Nos dias 22 a 24 de junho de 2011, ocorreu em Brasília o 11º Congresso Brasileiro de Medicina de Família e Comunidade, cujo mote foi a crítica ao excesso de prevenção, com convidados internacionais ligados ao movimento da prevenção quaternária: Marc Jamoulle, Juán Gérvas e Iona Heath. A prevenção quaternária tem sido conceituada como um tipo de prevenção cujo objetivo principal é evitar a exposição das pessoas a intervenções médicas (intervenções em saúde em geral) desnecessárias e potencialmente danosas. A prevenção quaternária pode e deve ser levada a cabo em todos os níveis de atenção, tanto em intervenções diagnósticas e terapêuticas preventivas como curativas, embora sua vocação principal esteja na atenção primária, particularmente em pessoas assintomáticas.

Pessoas assintomáticas, submetidas a intervenções preventivas que não produzem um grande benefício, têm maior chance de experimentarem apenas os malefícios da intervenção, que incluem a falsa ideia de proteção (quando o exame preventivo ou de rastreamento é negativo), a taxação (labelling), a cascata de intervenções adicionais quando o exame de rastreamento é positivo, os efeitos colaterais destas intervenções adicionais e de tratamentos potenciais, o estresse de toda a situação nos casos com rastreamentos positivos e, por último, o fenômeno do sobrediagnóstico (diagnóstico verdadeiro positivo, porém clinicamente irrelevante). Este tipo de problema (diagnósticos de “processos patológicos” em pessoas sem sintomas e cujo benefício do tratamento é incerto), juntamente com situações clínicas correlatas, tem sido alvo de muitas discussões e controvérsias e tem aparecido na literatura sob várias denominações, como pornoprevenção, prevenção quaternária, medicalização social, fabricação de doenças (disease mongering) e, mais recentemente, sobrediagnóstico (overdiagnosis). Neste mês, dois artigos científicos comentados abordam esta questão em diferentes cenários (Estudo randomizado de rastreamento de câncer de próstata e Angiotomografia computadorizada de tórax e sobrediagnóstico de TEP).

São temas que precisam, com urgência, passar a efetivamente fazer parte da academia (embora já façam parte, ainda são pouco discutidos), sobretudo das disciplinas mais tradicionais da medicina como ortopedia, ginecologia/obstetrícia, pediatria, clínica cirúrgica, clínica médica e suas respectivas subespecialidades.

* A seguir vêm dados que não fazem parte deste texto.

//! The rotating current collection and its archive history.

use crate::error::{ErrorKind, Result};
use crate::layout::{IMAGE_EXT, Layout, batch_name, parse_batch_number};
use crate::publish::{self, PublishSummary};
use crate::tag::VersionTag;
use exn::ResultExt;
use serde::Serialize;
use std::collections::HashSet;
use std::path::Path;
use thumbyard_storage::BackendHandle;
use tokio::fs;
use tokio::io::AsyncWriteExt;
use tracing::{debug, info};

/// Where a run currently stands relative to the rotation threshold.
#[derive(Debug, Clone, Copy, PartialEq, Eq)]
pub enum State {
    /// The current collection has room; keep appending.
    Collecting,
    /// The current collection is at (or past) the cap; the next mutation
    /// must be a rotation.
    RotationNeeded,
}

/// A completed rotation.
#[derive(Debug, Clone, PartialEq, Eq)]
pub struct RotatedBatch {
    pub number: u32,
    pub name: String,
    pub images: usize,
}

/// One metadata line: the caller's record plus the batch it was collected
/// toward.
#[derive(Serialize)]
struct MetadataLine<'a, T: Serialize> {
    batch_version: String,
    #[serde(flatten)]
    record: &'a T,
}

/// The dataset tree: a size-capped `current/` collection, immutable
/// `batches/`, and one version tag per batch.
///
/// All mutation goes through [`append`](Self::append) and
/// [`rotate_if_needed`](Self::rotate_if_needed); the rotation itself is a
/// single directory rename, which is the atomicity guarantee: an observer
/// of the tree sees every image either in `current/` or in its batch, never
/// neither.
pub struct Dataset {
    layout: Layout,
    batch_limit: usize,
    current_count: usize,
    next_batch: u32,
}

impl Dataset {
    /// Open (creating if necessary) the dataset tree at `root`.
    ///
    /// Counts the images already in `current/` and derives the next batch
    /// number from the existing `batches/` directory names: max + 1, so
    /// numbers are never reused even when earlier batches have been pruned
    /// elsewhere.
    pub async fn open(root: impl AsRef<Path>, batch_limit: usize) -> Result<Self> {
        let root = root.as_ref();
        fs::create_dir_all(root).await.map_err(ErrorKind::Io)?;
        // Canonical so the publish step can hand the root to LocalBackend,
        // which insists on absolute paths.
        let root = fs::canonicalize(root).await.map_err(ErrorKind::Io)?;
        if !root.is_dir() {
            exn::bail!(ErrorKind::InvalidRoot(root));
        }
        let layout = Layout::new(root);
        fs::create_dir_all(layout.current()).await.map_err(ErrorKind::Io)?;
        fs::create_dir_all(layout.batches()).await.map_err(ErrorKind::Io)?;
        fs::create_dir_all(layout.tags()).await.map_err(ErrorKind::Io)?;

        let current_count = count_images(&layout.current()).await?;
        let next_batch = next_batch_number(&layout.batches()).await?;
        debug!(
            root = %layout.root().display(),
            current_count,
            next_batch,
            "opened dataset"
        );
        Ok(Self {
            layout,
            batch_limit,
            current_count,
            next_batch,
        })
    }

    pub fn state(&self) -> State {
        if self.current_count >= self.batch_limit {
            State::RotationNeeded
        } else {
            State::Collecting
        }
    }

    /// Images currently in `current/`.
    pub fn current_count(&self) -> usize {
        self.current_count
    }

    pub fn batch_limit(&self) -> usize {
        self.batch_limit
    }

    /// Name of the batch the current collection will become.
    pub fn target_batch_name(&self) -> String {
        batch_name(self.next_batch)
    }

    /// Video ids already present anywhere in the dataset: the current
    /// collection and every archive batch. Candidates in this set must not
    /// be downloaded again.
    pub async fn seen_ids(&self) -> Result<HashSet<String>> {
        let mut seen = image_stems(&self.layout.current()).await?;
        let mut batches = fs::read_dir(self.layout.batches()).await.map_err(ErrorKind::Io)?;
        while let Some(entry) = batches.next_entry().await.map_err(ErrorKind::Io)? {
            let name = entry.file_name();
            if parse_batch_number(&name.to_string_lossy()).is_none() {
                continue;
            }
            if entry.file_type().await.map_err(ErrorKind::Io)?.is_dir() {
                seen.extend(image_stems(&entry.path()).await?);
            }
        }
        Ok(seen)
    }

    /// Append one downloaded thumbnail and its metadata record to the
    /// current collection, rotating if that brings it to the cap.
    ///
    /// An id whose image already exists in `current/` is skipped without
    /// touching anything. [`seen_ids`](Self::seen_ids) filtering upstream
    /// makes this unreachable in a normal run, but a re-run after a crash
    /// mid-loop must not double-count.
    ///
    /// Returns the batch created by the rotation, if one fired. The record
    /// is stamped with the batch name it was collected toward *before* any
    /// rotation, so every metadata line names the batch its image ends up in.
    pub async fn append<T: Serialize>(
        &mut self,
        video_id: &str,
        image: &[u8],
        record: &T,
    ) -> Result<Option<RotatedBatch>> {
        validate_video_id(video_id)?;
        let image_path = self.layout.image(video_id);
        if fs::try_exists(&image_path).await.map_err(ErrorKind::Io)? {
            debug!(video_id, "thumbnail already in current collection, skipping");
            return Ok(None);
        }
        fs::write(&image_path, image).await.map_err(ErrorKind::Io)?;

        let line = MetadataLine { batch_version: self.target_batch_name(), record };
        let mut json = serde_json::to_string(&line).or_raise(|| ErrorKind::Metadata)?;
        json.push('\n');
        let mut metadata = fs::OpenOptions::new()
            .create(true)
            .append(true)
            .open(self.layout.metadata())
            .await
            .map_err(ErrorKind::Io)?;
        metadata.write_all(json.as_bytes()).await.map_err(ErrorKind::Io)?;
        metadata.flush().await.map_err(ErrorKind::Io)?;

        self.current_count += 1;
        self.rotate_if_needed().await
    }

    /// Rotate when the current collection is at (or past) the cap.
    ///
    /// Also the recovery path for a collection that starts a run oversized
    /// (the cap was lowered between runs): it rotates wholesale before any
    /// new appends.
    pub async fn rotate_if_needed(&mut self) -> Result<Option<RotatedBatch>> {
        match self.state() {
            State::Collecting => Ok(None),
            State::RotationNeeded => Ok(Some(self.rotate().await?)),
        }
    }

    /// Freeze `current/` into the next numbered batch.
    ///
    /// Order matters: rename first (the atomic point), tag second, fresh
    /// `current/` last. A crash after the rename leaves an untagged batch
    /// the external workflow ignores, and nothing lost.
    async fn rotate(&mut self) -> Result<RotatedBatch> {
        let number = self.next_batch;
        let name = batch_name(number);
        let target = self.layout.batch(&name);
        if fs::try_exists(&target).await.map_err(ErrorKind::Io)? {
            exn::bail!(ErrorKind::BatchExists(name));
        }
        let images = self.current_count;

        fs::rename(self.layout.current(), &target).await.map_err(ErrorKind::Io)?;
        VersionTag::now(&name, images)?.write(&self.layout.tag(&name)).await?;
        fs::create_dir_all(self.layout.current()).await.map_err(ErrorKind::Io)?;

        self.current_count = 0;
        self.next_batch += 1;
        info!(batch = %name, images, "rotated current collection into archive");
        Ok(RotatedBatch { number, name, images })
    }

    /// Mirror the dataset tree to a remote backend. See [`publish`].
    pub async fn publish(&self, remote: &BackendHandle) -> Result<PublishSummary> {
        publish::publish(&self.layout, remote).await
    }
}

/// Video ids become filenames; refuse anything that couldn't be one.
fn validate_video_id(video_id: &str) -> Result<()> {
    let acceptable = !video_id.is_empty()
        && video_id.chars().all(|c| c.is_ascii_alphanumeric() || c == '-' || c == '_');
    if !acceptable {
        exn::bail!(ErrorKind::InvalidVideoId(video_id.to_string()));
    }
    Ok(())
}

/// Count `.jpg` files directly inside `dir`.
///
/// The metadata index lives alongside the images and must not count toward
/// the cap.
async fn count_images(dir: &Path) -> Result<usize> {
    Ok(image_stems(dir).await?.len())
}

/// File stems of the `.jpg` files directly inside `dir`.
async fn image_stems(dir: &Path) -> Result<HashSet<String>> {
    let mut stems = HashSet::new();
    let mut entries = match fs::read_dir(dir).await {
        Ok(entries) => entries,
        Err(err) if err.kind() == std::io::ErrorKind::NotFound => return Ok(stems),
        Err(err) => return Err(ErrorKind::Io(err).into()),
    };
    while let Some(entry) = entries.next_entry().await.map_err(ErrorKind::Io)? {
        let path = entry.path();
        if path.extension().and_then(|e| e.to_str()) != Some(IMAGE_EXT) {
            continue;
        }
        if let Some(stem) = path.file_stem().and_then(|s| s.to_str()) {
            stems.insert(stem.to_string());
        }
    }
    Ok(stems)
}

/// Next batch number: one past the highest existing batch directory.
async fn next_batch_number(batches: &Path) -> Result<u32> {
    let mut highest = 0;
    let mut entries = fs::read_dir(batches).await.map_err(ErrorKind::Io)?;
    while let Some(entry) = entries.next_entry().await.map_err(ErrorKind::Io)? {
        if let Some(number) = parse_batch_number(&entry.file_name().to_string_lossy()) {
            highest = highest.max(number);
        }
    }
    Ok(highest + 1)
}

Uma atenção primária forte, voltada para o SUS e para as comunidades locais, sem o viés do mercado e do complexo médico-hospitalar-industrial, com profissionais de saúde bem formados, com remuneração adequada e plano de carreira, são medidas altamente salutares, com impacto tanto na qualidade dos serviços prestados como na redução de custos e melhora em indicadores de saúde, levando a mais equidade e a um fortalecimento do SUS.

A compreensão de grande parte destas questões passa por uma visão crítica da produção de conhecimento em saúde e de sua consequente aplicação prática. A epidemiologia clínica, instrumento importante para esta visão, e uma base humanística sólida na formação médica, aliadas a uma prática médica que utilize as melhores evidências, podem contribuir para a mudança de paradigma na maneira como encaramos a saúde. Neste contexto, o MedicinaNET, grupo sem vínculos com a indústria farmacêutica ou de equipamentos médicos, que produz vários tipos de conteúdos sobre as mais diversas áreas do conhecimento em saúde, pode ter um papel importante na difusão de informações de qualidade sobre o que tem sido produzido em saúde. Atualmente em associação com o Grupo A, o MedicinaNET inicia esta nova fase com a esperança de que as informações e os conteúdos do site possam contribuir para a disseminação do conhecimento crítico e para o atual debate sobre os rumos da saúde.